In a large initial investigation called COSMOS (the Cocoa Supplement and Multivitamin Outcomes Study), researchers randomly assigned more than 20,000 adults to receive either 500 milligrams (mg) of cocoa extract or a placebo (a dummy pill).
The study was supported in part by the supplement manufacturer Mars Edge and the pharmaceutical company Pfizer; each contributed materials and funding but weren’t involved in the trial design or analysis.
For the current study, the team looked at a subset of data from nearly 600 older adults to see whether the cocoa supplements would have any effect on five age-related biomarkers of inflammation.
They found that a marker tied to greater heart disease risk — called high-sensitivity C-reactive protein, or hsCRP — significantly decreased in participants who took a daily cocoa extract supplement.
The findings suggest cocoa supplements may encourage a decrease in “inflammaging,” or inflammation linked to aging, says the corresponding study author Howard Sesso, ScD, MPH, an associate director of preventive medicine and an associate epidemiologist at Brigham and Women’s Hospital in Boston.
Unfortunately, it’s not easy to get that much flavanol from standard chocolate or cocoa products on the market, Dr. Sesso says, because processing cocoa beans strips much of their flavanol content.
“Cocoa flavanol content is not found on food labels, but cocoa powder may be more likely to have modest amounts,” he says. “There are some cocoa extract supplements on the market, but they are not mainstream, so I would recommend initially focusing on flavanols as part of a broad plant-based healthy diet.”
People with a known allergy to cocoa shouldn’t take cocoa extract supplements. They also wouldn’t be appropriate for someone who is particularly sensitive to caffeine, because cocoa contains modest amounts of the similar mild stimulant called theobromine, Sesso explains.
The study design offers strengths in that it pulls from the COSMOS trial, which was large-scale, randomized, and double-blind — meaning the participants didn’t know which supplement they were taking. But as the researchers underscore, the findings were limited to older adults who remained healthy during the trial, and did not investigate changes in inflammation markers that might have led to heart disease.
Overall, there’s not enough conclusive evidence yet to determine exactly how cocoa extract products affect heart health, and there’s more investigation to be done, says Douglas Vaughan, MD, a professor of medicine in cardiology and the director of the Potocsnak Longevity Institute, which focuses on studying the biological changes associated with aging, at the Northwestern University Feinberg School of Medicine in Chicago.
“The research looks at biomarkers mostly related to inflammation, so that’s a limitation,” Dr. Vaughan says. “You can’t draw conclusions that this has an effect on aging, as they didn’t actually measure changes in aging of the vascular or other organ systems that might be reflective of a change in biological age, so it’s a limited perspective.”
The study suggests that a nutritious and flavanol-rich diet may support the heart and healthy aging.

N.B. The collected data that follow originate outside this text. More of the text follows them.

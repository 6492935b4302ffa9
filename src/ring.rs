// In-memory, sequence-numbered log store for one runner.
//
// The supervisor appends line events; the control server queries them. A
// single mutex serializes every access. Eviction enforces both a line cap
// and a byte cap; sequence numbers are assigned once and never reused.

use std::collections::VecDeque;
use std::sync::{Arc, Mutex};
use std::time::Duration;

use serde::{Deserialize, Serialize};
use tokio_util::sync::CancellationToken;

use crate::validate::Matcher;

/// Retention caps for a runner's buffer.
pub const DEFAULT_MAX_LINES: usize = 5000;
pub const DEFAULT_MAX_BYTES: usize = 10_000_000;

/// Per-query limits applied when the request leaves them out.
pub const DEFAULT_QUERY_LINES: usize = 80;
pub const DEFAULT_QUERY_BYTES: usize = 32 * 1024;

/// Interval between readiness-wait scans of the buffer.
const POLL_INTERVAL: Duration = Duration::from_millis(100);

/// Trailing lines retained in a readiness snippet.
const SNIPPET_LINES: usize = 10;

/// Which child stream a line came from. PTY capture produces only
/// `combined`; pipe capture labels `stdout` and `stderr` separately.
#[derive(Debug, Clone, Copy, PartialEq, Eq, Hash, Serialize, Deserialize)]
#[serde(rename_all = "snake_case")]
pub enum Stream {
    Combined,
    Stdout,
    Stderr,
}

impl std::fmt::Display for Stream {
    fn fmt(&self, f: &mut std::fmt::Formatter<'_>) -> std::fmt::Result {
        match self {
            Stream::Combined => write!(f, "combined"),
            Stream::Stdout => write!(f, "stdout"),
            Stream::Stderr => write!(f, "stderr"),
        }
    }
}

impl std::str::FromStr for Stream {
    type Err = String;

    fn from_str(s: &str) -> Result<Self, Self::Err> {
        match s {
            "combined" => Ok(Stream::Combined),
            "stdout" => Ok(Stream::Stdout),
            "stderr" => Ok(Stream::Stderr),
            _ => Err(format!("unknown stream: {s}")),
        }
    }
}

/// One captured line. `text` carries no trailing newline or carriage
/// return; `ts` is wall-clock milliseconds at append time.
#[derive(Debug, Clone, Serialize, Deserialize)]
pub struct LogEvent {
    pub seq: u64,
    pub ts: u64,
    pub stream: Stream,
    pub text: String,
}

/// Window, filters, and limits for a log query. At most one of
/// `since_cursor` / `since_ms` / `last` should be set; with none set the
/// whole retained range is considered.
///
/// A `stream` filter of `combined` is a no-op (accepts every stream);
/// `stdout` / `stderr` select only lines with that exact label, so
/// `combined` events never satisfy them.
#[derive(Debug, Clone, Default)]
pub struct QueryOptions {
    pub since_cursor: Option<u64>,
    pub since_ms: Option<u64>,
    pub last: Option<usize>,
    pub stream: Option<Stream>,
    pub grep: Option<Matcher>,
    pub invert: bool,
    pub max_lines: Option<usize>,
    pub max_bytes: Option<usize>,
}

/// Result of a query. `cursor_next` is the cursor a reader should supply
/// next; repeated queries with it strictly advance and never replay an
/// event. `dropped` reports that the requested cursor fell below the
/// retention floor.
#[derive(Debug, Clone)]
pub struct QueryResult {
    pub events: Vec<LogEvent>,
    pub cursor_next: u64,
    pub truncated: bool,
    pub dropped: bool,
}

/// Buffer occupancy reported in the status endpoint.
#[derive(Debug, Clone, Copy, Serialize, Deserialize)]
pub struct BufferStats {
    pub max_lines: usize,
    pub max_bytes: usize,
    pub current_lines: usize,
    pub current_bytes: usize,
}

/// Outcome of a readiness wait. `snippet` holds the last up-to-10 texts
/// among the events considered, whether or not a match was found.
#[derive(Debug, Clone)]
pub struct MatchOutcome {
    pub matched: bool,
    pub match_text: Option<String>,
    pub snippet: Vec<String>,
}

pub struct RingBuffer {
    events: VecDeque<LogEvent>,
    next_seq: u64,
    total_bytes: usize,
    max_lines: usize,
    max_bytes: usize,
}

pub type SharedRing = Arc<Mutex<RingBuffer>>;

/// Current wall-clock time in integer milliseconds since the Unix epoch.
pub fn now_ms() -> u64 {
    chrono::Utc::now().timestamp_millis().max(0) as u64
}

pub fn shared(max_lines: usize, max_bytes: usize) -> SharedRing {
    Arc::new(Mutex::new(RingBuffer::new(max_lines, max_bytes)))
}

impl RingBuffer {
    pub fn new(max_lines: usize, max_bytes: usize) -> Self {
        Self {
            events: VecDeque::new(),
            next_seq: 1,
            total_bytes: 0,
            max_lines,
            max_bytes,
        }
    }

    pub fn with_defaults() -> Self {
        Self::new(DEFAULT_MAX_LINES, DEFAULT_MAX_BYTES)
    }

    /// The sequence number the next append will receive.
    pub fn next_seq(&self) -> u64 {
        self.next_seq
    }

    /// Smallest sequence still retained; equals `next_seq` when empty.
    pub fn lowest_seq(&self) -> u64 {
        self.events.front().map(|e| e.seq).unwrap_or(self.next_seq)
    }

    pub fn stats(&self) -> BufferStats {
        BufferStats {
            max_lines: self.max_lines,
            max_bytes: self.max_bytes,
            current_lines: self.events.len(),
            current_bytes: self.total_bytes,
        }
    }

    /// Append one line and run eviction. Never fails.
    pub fn append(&mut self, text: impl Into<String>, stream: Stream) -> LogEvent {
        let event = LogEvent {
            seq: self.next_seq,
            ts: now_ms(),
            stream,
            text: text.into(),
        };
        self.next_seq += 1;
        self.total_bytes += event.text.len();
        self.events.push_back(event.clone());
        self.evict();
        event
    }

    /// Append a runner-injected marker line on the `combined` stream.
    /// Markers are ordinary events; consumers recognize them by text.
    pub fn insert_marker(&mut self, text: impl Into<String>) -> LogEvent {
        self.append(text, Stream::Combined)
    }

    /// Drop every retained event. The sequence counter is preserved, so
    /// cursors taken before the clear stay monotone.
    pub fn clear(&mut self) {
        self.events.clear();
        self.total_bytes = 0;
    }

    fn evict(&mut self) {
        while self.events.len() > self.max_lines || self.total_bytes > self.max_bytes {
            match self.events.pop_front() {
                Some(old) => self.total_bytes -= old.text.len(),
                None => break,
            }
        }
    }

    pub fn query(&self, opts: &QueryOptions) -> QueryResult {
        let mut dropped = false;

        let selected: Vec<&LogEvent> = if let Some(cursor) = opts.since_cursor {
            if cursor < self.lowest_seq() {
                dropped = true;
            }
            self.events.iter().filter(|e| e.seq >= cursor).collect()
        } else if let Some(window) = opts.since_ms {
            let floor = now_ms().saturating_sub(window);
            self.events.iter().filter(|e| e.ts >= floor).collect()
        } else if let Some(last) = opts.last {
            let skip = self.events.len().saturating_sub(last);
            self.events.iter().skip(skip).collect()
        } else {
            self.events.iter().collect()
        };

        let filtered: Vec<&LogEvent> = selected
            .into_iter()
            .filter(|e| match opts.stream {
                Some(Stream::Stdout) => e.stream == Stream::Stdout,
                Some(Stream::Stderr) => e.stream == Stream::Stderr,
                _ => true,
            })
            .filter(|e| match &opts.grep {
                Some(matcher) => matcher.is_match(&e.text) != opts.invert,
                None => true,
            })
            .collect();

        let max_lines = opts.max_lines.unwrap_or(DEFAULT_QUERY_LINES);
        let max_bytes = opts.max_bytes.unwrap_or(DEFAULT_QUERY_BYTES);

        let mut events: Vec<LogEvent> = Vec::new();
        let mut bytes = 0usize;
        let mut truncated = false;
        for event in filtered {
            let len = event.text.len();
            let would_exceed = events.len() + 1 > max_lines || bytes + len > max_bytes;
            // The first event is always included so an oversize line cannot
            // wedge a cursor in place.
            if would_exceed && !events.is_empty() {
                truncated = true;
                break;
            }
            bytes += len;
            events.push(event.clone());
        }

        let cursor_next = events.last().map(|e| e.seq + 1).unwrap_or(self.next_seq);
        QueryResult {
            events,
            cursor_next,
            truncated,
            dropped,
        }
    }

    fn scan_for_match(&self, matcher: &Matcher, after_cursor: u64) -> (Option<String>, Vec<String>) {
        let mut snippet: VecDeque<String> = VecDeque::with_capacity(SNIPPET_LINES);
        for event in self.events.iter().filter(|e| e.seq >= after_cursor) {
            if snippet.len() == SNIPPET_LINES {
                snippet.pop_front();
            }
            snippet.push_back(event.text.clone());
            if matcher.is_match(&event.text) {
                return (Some(event.text.clone()), snippet.into());
            }
        }
        (None, snippet.into())
    }
}

/// Poll the buffer until a line with `seq >= after_cursor` matches, the
/// deadline passes, or `cancel` fires. Cancellation resolves exactly like a
/// timeout so callers see one shape.
pub async fn wait_for_match(
    ring: &SharedRing,
    matcher: &Matcher,
    after_cursor: u64,
    timeout_ms: u64,
    cancel: &CancellationToken,
) -> MatchOutcome {
    let deadline = tokio::time::Instant::now() + Duration::from_millis(timeout_ms);
    loop {
        let (hit, snippet) = ring.lock().unwrap().scan_for_match(matcher, after_cursor);
        if let Some(text) = hit {
            return MatchOutcome {
                matched: true,
                match_text: Some(text),
                snippet,
            };
        }
        let now = tokio::time::Instant::now();
        if now >= deadline {
            return MatchOutcome {
                matched: false,
                match_text: None,
                snippet,
            };
        }
        let tick = POLL_INTERVAL.min(deadline - now);
        tokio::select! {
            _ = tokio::time::sleep(tick) => {}
            _ = cancel.cancelled() => {
                return MatchOutcome {
                    matched: false,
                    match_text: None,
                    snippet,
                };
            }
        }
    }
}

“It is most important to focus on a healthy dietary pattern first, along with other known lifestyle and clinical risk factors for cardiovascular disease,” says Sesso. “We already have many tools to help prevent cardiovascular disease. No single food is most important; cocoa flavanols should be part of a broader healthy pattern of diet and other lifestyle factors.”
At the Human Longevity Lab at Northwestern, Vaughan says recommendations for extending lifespan and healthspan focus on evidence-based strategies: “One, exercise regularly. Two, get your weight to an optimal level, whatever that takes. And three, try to reduce stress in your life.”